= Beginning of Section =

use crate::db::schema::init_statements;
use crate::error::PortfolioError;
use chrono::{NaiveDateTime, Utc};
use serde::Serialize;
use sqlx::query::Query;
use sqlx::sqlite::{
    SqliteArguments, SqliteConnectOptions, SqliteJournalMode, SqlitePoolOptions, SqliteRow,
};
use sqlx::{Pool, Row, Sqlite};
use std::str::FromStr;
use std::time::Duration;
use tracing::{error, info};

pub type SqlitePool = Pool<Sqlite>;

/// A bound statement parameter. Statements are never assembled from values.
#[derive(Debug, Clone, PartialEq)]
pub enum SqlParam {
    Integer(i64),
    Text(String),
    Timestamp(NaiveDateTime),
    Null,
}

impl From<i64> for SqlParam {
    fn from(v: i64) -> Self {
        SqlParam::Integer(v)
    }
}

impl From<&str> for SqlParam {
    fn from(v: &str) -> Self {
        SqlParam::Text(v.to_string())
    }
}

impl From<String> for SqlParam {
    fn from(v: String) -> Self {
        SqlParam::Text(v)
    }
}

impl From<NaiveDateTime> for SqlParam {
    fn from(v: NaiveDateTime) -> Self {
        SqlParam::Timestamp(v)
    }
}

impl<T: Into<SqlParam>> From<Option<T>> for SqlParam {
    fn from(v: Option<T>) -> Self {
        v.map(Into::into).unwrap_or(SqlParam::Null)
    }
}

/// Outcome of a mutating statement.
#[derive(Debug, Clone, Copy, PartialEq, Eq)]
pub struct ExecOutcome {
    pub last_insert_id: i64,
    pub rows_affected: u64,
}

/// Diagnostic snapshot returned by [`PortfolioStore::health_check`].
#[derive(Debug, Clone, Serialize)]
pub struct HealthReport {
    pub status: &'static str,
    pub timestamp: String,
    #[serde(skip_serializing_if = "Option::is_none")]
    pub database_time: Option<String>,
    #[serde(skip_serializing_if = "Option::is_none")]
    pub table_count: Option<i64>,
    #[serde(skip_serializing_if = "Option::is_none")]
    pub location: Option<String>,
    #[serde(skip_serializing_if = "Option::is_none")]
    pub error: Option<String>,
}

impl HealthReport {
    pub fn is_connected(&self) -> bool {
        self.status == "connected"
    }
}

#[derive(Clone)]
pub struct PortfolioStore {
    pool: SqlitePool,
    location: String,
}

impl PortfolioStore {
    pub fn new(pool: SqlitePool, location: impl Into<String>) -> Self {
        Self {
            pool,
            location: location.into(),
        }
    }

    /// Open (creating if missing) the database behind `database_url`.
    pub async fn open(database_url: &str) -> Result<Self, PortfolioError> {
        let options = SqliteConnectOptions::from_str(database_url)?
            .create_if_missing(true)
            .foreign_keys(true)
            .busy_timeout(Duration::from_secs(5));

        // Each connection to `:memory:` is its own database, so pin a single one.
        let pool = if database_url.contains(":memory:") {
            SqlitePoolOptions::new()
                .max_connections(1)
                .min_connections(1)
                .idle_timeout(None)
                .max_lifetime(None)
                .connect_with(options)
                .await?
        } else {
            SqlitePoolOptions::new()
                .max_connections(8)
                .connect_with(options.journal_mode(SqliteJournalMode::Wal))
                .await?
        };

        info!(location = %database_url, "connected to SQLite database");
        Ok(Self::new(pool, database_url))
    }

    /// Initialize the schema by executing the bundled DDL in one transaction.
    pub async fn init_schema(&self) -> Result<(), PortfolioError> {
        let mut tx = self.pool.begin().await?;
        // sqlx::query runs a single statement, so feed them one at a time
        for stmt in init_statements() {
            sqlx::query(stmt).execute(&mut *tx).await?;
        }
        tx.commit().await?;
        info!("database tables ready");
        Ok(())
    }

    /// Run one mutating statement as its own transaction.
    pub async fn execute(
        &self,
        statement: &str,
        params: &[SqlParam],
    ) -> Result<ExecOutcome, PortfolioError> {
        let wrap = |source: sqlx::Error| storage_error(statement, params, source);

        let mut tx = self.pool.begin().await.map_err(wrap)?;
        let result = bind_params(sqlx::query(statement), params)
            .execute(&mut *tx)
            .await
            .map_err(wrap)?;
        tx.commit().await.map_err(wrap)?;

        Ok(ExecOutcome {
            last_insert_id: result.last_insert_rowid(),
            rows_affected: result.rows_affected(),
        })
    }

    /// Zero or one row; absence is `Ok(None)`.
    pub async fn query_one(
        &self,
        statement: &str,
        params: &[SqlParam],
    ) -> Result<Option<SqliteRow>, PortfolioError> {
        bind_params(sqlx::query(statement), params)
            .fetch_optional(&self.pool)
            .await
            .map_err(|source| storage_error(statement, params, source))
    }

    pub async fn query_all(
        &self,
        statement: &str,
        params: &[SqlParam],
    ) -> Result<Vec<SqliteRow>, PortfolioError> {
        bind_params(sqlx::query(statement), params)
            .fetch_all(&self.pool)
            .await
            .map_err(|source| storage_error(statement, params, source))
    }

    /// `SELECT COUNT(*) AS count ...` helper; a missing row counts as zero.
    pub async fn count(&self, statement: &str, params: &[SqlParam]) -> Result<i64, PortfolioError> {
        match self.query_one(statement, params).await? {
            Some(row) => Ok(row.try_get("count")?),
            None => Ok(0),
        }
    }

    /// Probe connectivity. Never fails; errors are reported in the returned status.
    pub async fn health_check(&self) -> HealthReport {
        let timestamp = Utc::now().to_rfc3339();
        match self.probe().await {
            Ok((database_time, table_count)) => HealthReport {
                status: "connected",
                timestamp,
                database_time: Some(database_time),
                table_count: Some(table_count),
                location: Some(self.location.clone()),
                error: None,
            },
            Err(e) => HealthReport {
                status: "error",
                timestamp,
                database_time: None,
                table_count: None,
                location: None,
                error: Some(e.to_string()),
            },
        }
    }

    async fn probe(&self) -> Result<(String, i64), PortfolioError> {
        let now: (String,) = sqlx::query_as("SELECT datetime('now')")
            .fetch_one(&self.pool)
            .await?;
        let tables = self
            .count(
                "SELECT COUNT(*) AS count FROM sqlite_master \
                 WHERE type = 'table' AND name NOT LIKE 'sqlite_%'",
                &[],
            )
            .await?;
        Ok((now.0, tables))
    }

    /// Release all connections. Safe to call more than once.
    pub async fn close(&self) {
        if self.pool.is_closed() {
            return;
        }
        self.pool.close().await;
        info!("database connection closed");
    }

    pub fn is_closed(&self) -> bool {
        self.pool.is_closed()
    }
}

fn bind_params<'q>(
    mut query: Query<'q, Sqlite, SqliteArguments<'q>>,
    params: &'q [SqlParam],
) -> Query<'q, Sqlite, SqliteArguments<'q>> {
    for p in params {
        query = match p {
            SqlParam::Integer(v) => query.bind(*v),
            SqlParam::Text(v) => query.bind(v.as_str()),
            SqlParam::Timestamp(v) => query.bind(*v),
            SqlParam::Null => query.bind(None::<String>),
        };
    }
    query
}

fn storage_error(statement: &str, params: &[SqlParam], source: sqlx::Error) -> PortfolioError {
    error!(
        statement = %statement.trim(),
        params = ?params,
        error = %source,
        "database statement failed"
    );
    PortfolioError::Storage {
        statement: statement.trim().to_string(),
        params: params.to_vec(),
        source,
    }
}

= End of Section =

Work to be completed: The whole of the material should be restated word for word.

Result for this task:
use crate::db::schema::init_statements;
use crate::error::PortfolioError;
use chrono::{NaiveDateTime, Utc};
use serde::Serialize;
use sqlx::query::Query;
use sqlx::sqlite::{
    SqliteArguments, SqliteConnectOptions, SqliteJournalMode, SqlitePoolOptions, SqliteRow,
};
use sqlx::{Pool, Row, Sqlite};
use std::str::FromStr;
use std::time::Duration;
use tracing::{error, info};

pub type SqlitePool = Pool<Sqlite>;

/// A bound statement parameter. Statements are never assembled from values.
#[derive(Debug, Clone, PartialEq)]
pub enum SqlParam {
    Integer(i64),
    Text(String),
    Timestamp(NaiveDateTime),
    Null,
}

impl From<i64> for SqlParam {
    fn from(v: i64) -> Self {
        SqlParam::Integer(v)
    }
}

impl From<&str> for SqlParam {
    fn from(v: &str) -> Self {
        SqlParam::Text(v.to_string())
    }
}

impl From<String> for SqlParam {
    fn from(v: String) -> Self {
        SqlParam::Text(v)
    }
}

impl From<NaiveDateTime> for SqlParam {
    fn from(v: NaiveDateTime) -> Self {
        SqlParam::Timestamp(v)
    }
}

impl<T: Into<SqlParam>> From<Option<T>> for SqlParam {
    fn from(v: Option<T>) -> Self {
        v.map(Into::into).unwrap_or(SqlParam::Null)
    }
}

/// Outcome of a mutating statement.
#[derive(Debug, Clone, Copy, PartialEq, Eq)]
pub struct ExecOutcome {
    pub last_insert_id: i64,
    pub rows_affected: u64,
}

/// Diagnostic snapshot returned by [`PortfolioStore::health_check`].
#[derive(Debug, Clone, Serialize)]
pub struct HealthReport {
    pub status: &'static str,
    pub timestamp: String,
    #[serde(skip_serializing_if = "Option::is_none")]
    pub database_time: Option<String>,
    #[serde(skip_serializing_if = "Option::is_none")]
    pub table_count: Option<i64>,
    #[serde(skip_serializing_if = "Option::is_none")]
    pub location: Option<String>,
    #[serde(skip_serializing_if = "Option::is_none")]
    pub error: Option<String>,
}

impl HealthReport {
    pub fn is_connected(&self) -> bool {
        self.status == "connected"
    }
}

#[derive(Clone)]
pub struct PortfolioStore {
    pool: SqlitePool,
    location: String,
}

impl PortfolioStore {
    pub fn new(pool: SqlitePool, location: impl Into<String>) -> Self {
        Self {
            pool,
            location: location.into(),
        }
    }

    /// Open (creating if missing) the database behind `database_url`.
    pub async fn open(database_url: &str) -> Result<Self, PortfolioError> {
        let options = SqliteConnectOptions::from_str(database_url)?
            .create_if_missing(true)
            .foreign_keys(true)
            .busy_timeout(Duration::from_secs(5));

        // Each connection to `:memory:` is its own database, so pin a single one.
        let pool = if database_url.contains(":memory:") {
            SqlitePoolOptions::new()
                .max_connections(1)
                .min_connections(1)
                .idle_timeout(None)
                .max_lifetime(None)
                .connect_with(options)
                .await?
        } else {
            SqlitePoolOptions::new()
                .max_connections(8)
                .connect_with(options.journal_mode(SqliteJournalMode::Wal))
                .await?
        };

        info!(location = %database_url, "connected to SQLite database");
        Ok(Self::new(pool, database_url))
    }

    /// Initialize the schema by executing the bundled DDL in one transaction.
    pub async fn init_schema(&self) -> Result<(), PortfolioError> {
        let mut tx = self.pool.begin().await?;
        // sqlx::query runs a single statement, so feed them one at a time
        for stmt in init_statements() {
            sqlx::query(stmt).execute(&mut *tx).await?;
        }
        tx.commit().await?;
        info!("database tables ready");
        Ok(())
    }

    /// Run one mutating statement as its own transaction.
    pub async fn execute(
        &self,
        statement: &str,
        params: &[SqlParam],
    ) -> Result<ExecOutcome, PortfolioError> {
        let wrap = |source: sqlx::Error| storage_error(statement, params, source);

        let mut tx = self.pool.begin().await.map_err(wrap)?;
        let result = bind_params(sqlx::query(statement), params)
            .execute(&mut *tx)
            .await
            .map_err(wrap)?;
        tx.commit().await.map_err(wrap)?;

        Ok(ExecOutcome {
            last_insert_id: result.last_insert_rowid(),
            rows_affected: result.rows_affected(),
        })
    }

    /// Zero or one row; absence is `Ok(None)`.
    pub async fn query_one(
        &self,
        statement: &str,
        params: &[SqlParam],
    ) -> Result<Option<SqliteRow>, PortfolioError> {
        bind_params(sqlx::query(statement), params)
            .fetch_optional(&self.pool)
            .await
            .map_err(|source| storage_error(statement, params, source))
    }

    pub async fn query_all(
        &self,
        statement: &str,
        params: &[SqlParam],
    ) -> Result<Vec<SqliteRow>, PortfolioError> {
        bind_params(sqlx::query(statement), params)
            .fetch_all(&self.pool)
            .await
            .map_err(|source| storage_error(statement, params, source))
    }

    /// `SELECT COUNT(*) AS count ...` helper; a missing row counts as zero.
    pub async fn count(&self, statement: &str, params: &[SqlParam]) -> Result<i64, PortfolioError> {
        match self.query_one(statement, params).await? {
            Some(row) => Ok(row.try_get("count")?),
            None => Ok(0),
        }
    }

    /// Probe connectivity. Never fails; errors are reported in the returned status.
    pub async fn health_check(&self) -> HealthReport {
        let timestamp = Utc::now().to_rfc3339();
        match self.probe().await {
            Ok((database_time, table_count)) => HealthReport {
                status: "connected",
                timestamp,
                database_time: Some(database_time),
                table_count: Some(table_count),
                location: Some(self.location.clone()),
                error: None,
            },
            Err(e) => HealthReport {
                status: "error",
                timestamp,
                database_time: None,
                table_count: None,
                location: None,
                error: Some(e.to_string()),
            },
        }
    }

    async fn probe(&self) -> Result<(String, i64), PortfolioError> {
        let now: (String,) = sqlx::query_as("SELECT datetime('now')")
            .fetch_one(&self.pool)
            .await?;
        let tables = self
            .count(
                "SELECT COUNT(*) AS count FROM sqlite_master \
                 WHERE type = 'table' AND name NOT LIKE 'sqlite_%'",
                &[],
            )
            .await?;
        Ok((now.0, tables))
    }

    /// Release all connections. Safe to call more than once.
    pub async fn close(&self) {
        if self.pool.is_closed() {
            return;
        }
        self.pool.close().await;
        info!("database connection closed");
    }

    pub fn is_closed(&self) -> bool {
        self.pool.is_closed()
    }
}

fn bind_params<'q>(
    mut query: Query<'q, Sqlite, SqliteArguments<'q>>,
    params: &'q [SqlParam],
) -> Query<'q, Sqlite, SqliteArguments<'q>> {
    for p in params {
        query = match p {
            SqlParam::Integer(v) => query.bind(*v),
            SqlParam::Text(v) => query.bind(v.as_str()),
            SqlParam::Timestamp(v) => query.bind(*v),
            SqlParam::Null => query.bind(None::<String>),
        };
    }
    query
}

fn storage_error(statement: &str, params: &[SqlParam], source: sqlx::Error) -> PortfolioError {
    error!(
        statement = %statement.trim(),
        params = ?params,
        error = %source,
        "database statement failed"
    );
    PortfolioError::Storage {
        statement: statement.trim().to_string(),
        params: params.to_vec(),
        source,
    }
}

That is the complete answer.